THE MAGIC OF COLOR AND WATER
Meir Ronnen, The Jerusalem Post, Nov. 25, 2004

Watercolor, the most immediate of all painting mediums, is just pigment and gum arabic soluble in water. To use it, all you need is a jar of water, a sable hair brush and some good hot-pressed paper or Japanese sumi on which to work. Oh yes, and a feel for original composition and a lifetime of skilled experience. Watercolor cannot be corrected; mess with it and you are lost. Few, if any, Israeli artists are better at conveying the medium's transparent watery riches than Pamela Silver (b. South Africa, 1948, here since 1973) whose work currently fills three rooms at the Jerusalem Artists House. Silver began as an instinctive painter but her work has become increasing sophisticated over the last decade. Her latest show of many parts contains a few dazzling innovations, particularly the Eye series, in which a few calligraphic stokes of a large brush are placed in relation to one another with the eye of a Japanese calligrapher.

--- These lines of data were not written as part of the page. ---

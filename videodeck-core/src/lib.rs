//! Videodeck Core - in-memory video catalog and player
//!
//! This crate provides the stateful pieces of the player: the read-only
//! video catalog, the flag registry, named playlists, and the player that
//! drives playback and answers every user command.

pub mod catalog;
pub mod config;
pub mod error;
pub mod flags;
pub mod player;
pub mod playlist;
pub mod tracing_setup;

// Re-export main types for convenient access
pub use catalog::{CatalogError, MemoryCatalog, Video, VideoCatalog, VideoId};
pub use config::VideodeckConfig;
pub use error::{Action, ErrorKind, PlayerError, Result, VideodeckError};
pub use flags::FlagRegistry;
pub use player::{PlaybackStatus, Player, Report, SearchResults};
pub use playlist::{Playlist, PlaylistRegistry};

These are also rendered in deep, nearly opaque color, lending them a special power. While Silver has learned here that less is more, she shows other successful works that contain a myriad of little experiences and areas of wash, expertly brought off with a variety of brush points. Just look at the three large loosely circular paintings in the foyer. One is a watery spiral, its neighbor a group of washes seen against tiny drawn additions, a case of instinctive beginnings gradually combined into a meaningful whole. Neither is overworked.